A short-period type 2 diabetes model was established in order to identify changes in oxidative stress in the bladder at the initiation of the disease. The effect of antioxidant treatment was examined. Diabetes was induced in adult male Wistar rats with a single dose of streptozotocin (40 mg/kg; i.p.). Diabetic animals were then randomly separated into three groups: No treatment (DM), resveratrol treatment, and taurine treatment, and fed with a high-fat diet. Age-matched non-diabetic animals were used and fed with normal diet (control). Two weeks later, animals were sacrificed and bladders were processed for histological evaluation, and further analysis for oxidative stress markers. The body weight of all diabetic animals was significantly lower compared to the controls. The DM group demonstrated a significantly higher bladder weight to body weight ratio compared to the control. The bladder in the DM group demonstrated abruption of the mucosa from the muscularis and edema in the transitional epithelium. Bladders from the resveratrol-, and taurine-treated groups did not demonstrate these histological alterations. The level of malondialdehyde (MDA) in the bladder was significantly higher in the DM group compared to all other groups.
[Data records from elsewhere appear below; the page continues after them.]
//! Module node types stored in the graph arena.

use std::fmt;

use rustc_hash::FxHashSet;
use serde::{Deserialize, Serialize};

/// Stable handle of a node inside one [`ModuleGraph`](super::ModuleGraph).
///
/// Handles are arena indices. They stay valid until the graph is cleared.
#[derive(Debug, Clone, Copy, PartialEq, Eq, PartialOrd, Ord, Hash)]
pub struct NodeId(pub(super) u32);

impl NodeId {
    #[inline]
    pub(super) fn index(self) -> usize {
        self.0 as usize
    }
}

/// What a module is, as reported by the compiler.
///
/// Components are boundaries by default; plain modules and assets bubble
/// updates to their importers.
#[derive(Debug, Clone, Copy, Default, PartialEq, Eq, Hash, Serialize, Deserialize)]
#[serde(rename_all = "lowercase")]
pub enum ModuleKind {
    #[default]
    Module,
    Component,
    Asset,
}

impl ModuleKind {
    pub const fn label(self) -> &'static str {
        match self {
            Self::Module => "module",
            Self::Component => "component",
            Self::Asset => "asset",
        }
    }
}

impl fmt::Display for ModuleKind {
    fn fmt(&self, f: &mut fmt::Formatter<'_>) -> fmt::Result {
        f.write_str(self.label())
    }
}

/// Code-splitting metadata declared by a module.
#[derive(Debug, Clone, Default, PartialEq, Eq, Serialize, Deserialize)]
#[serde(default)]
pub struct SplitHints {
    /// Module carries an explicit split directive.
    pub explicit: bool,
    /// Module is loaded behind a lazy boundary.
    pub lazy: bool,
    /// Load eagerly alongside the importing bundle.
    pub high_priority: bool,
    pub routes: usize,
    pub providers: usize,
    pub stores: usize,
    pub components: usize,
    /// Size ceiling in bytes.
    pub budget: Option<usize>,
}

/// Caller-supplied node payload for [`ModuleGraph::add_node`](super::ModuleGraph::add_node).
#[derive(Debug, Clone, Default, PartialEq, Eq)]
pub struct ModuleData {
    pub file: String,
    pub kind: ModuleKind,
    pub split: SplitHints,
}

impl ModuleData {
    pub fn new(file: impl Into<String>, kind: ModuleKind) -> Self {
        Self {
            file: file.into(),
            kind,
            split: SplitHints::default(),
        }
    }

    pub fn with_split(mut self, split: SplitHints) -> Self {
        self.split = split;
        self
    }
}

/// A registered module.
///
/// `imported` and `importers` are kept symmetric by the graph; nodes never
/// hold references to each other, only handles.
#[derive(Debug, Clone)]
pub struct ModuleNode {
    pub(super) id: String,
    pub(super) file: String,
    pub(super) kind: ModuleKind,
    pub(super) imported: FxHashSet<NodeId>,
    pub(super) importers: FxHashSet<NodeId>,
    pub(super) accepts_self: bool,
    pub(super) accepts_dependencies: bool,
    pub(super) last_hmr_timestamp: u64,
    pub(super) split: SplitHints,
}

impl ModuleNode {
    pub(super) fn new(id: String, data: ModuleData) -> Self {
        Self {
            id,
            file: data.file,
            kind: data.kind,
            imported: FxHashSet::default(),
            importers: FxHashSet::default(),
            accepts_self: false,
            accepts_dependencies: false,
            last_hmr_timestamp: 0,
            split: data.split,
        }
    }

    pub fn id(&self) -> &str {
        &self.id
    }

    /// Source path, empty for virtual modules.
    pub fn file(&self) -> &str {
        &self.file
    }

    pub fn kind(&self) -> ModuleKind {
        self.kind
    }

    pub fn accepts_self(&self) -> bool {
        self.accepts_self
    }

    pub fn accepts_dependencies(&self) -> bool {
        self.accepts_dependencies
    }

    pub fn last_hmr_timestamp(&self) -> u64 {
        self.last_hmr_timestamp
    }

    pub fn split(&self) -> &SplitHints {
        &self.split
    }

    pub fn imported_modules(&self) -> impl Iterator<Item = NodeId> + '_ {
        self.imported.iter().copied()
    }

    pub fn importers(&self) -> impl Iterator<Item = NodeId> + '_ {
        self.importers.iter().copied()
    }

    pub fn is_virtual(&self) -> bool {
        self.file.is_empty()
    }
}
Immunohistochemistry showed that diabetes induced a moderate to strong expression of oxidative stress markers MDA and 4-hydroxynonenal, and DNA oxidative stress marker 8-deoxyguanosine in the DM group compared to the other groups. Prompt diagnosis and treatment of diabetes is crucial in regard to disease progression. Specifically, in the bladder it appears that both mild damage at the structural level, as well as oxidative damage at the molecular level may be prevented by antioxidant treatment.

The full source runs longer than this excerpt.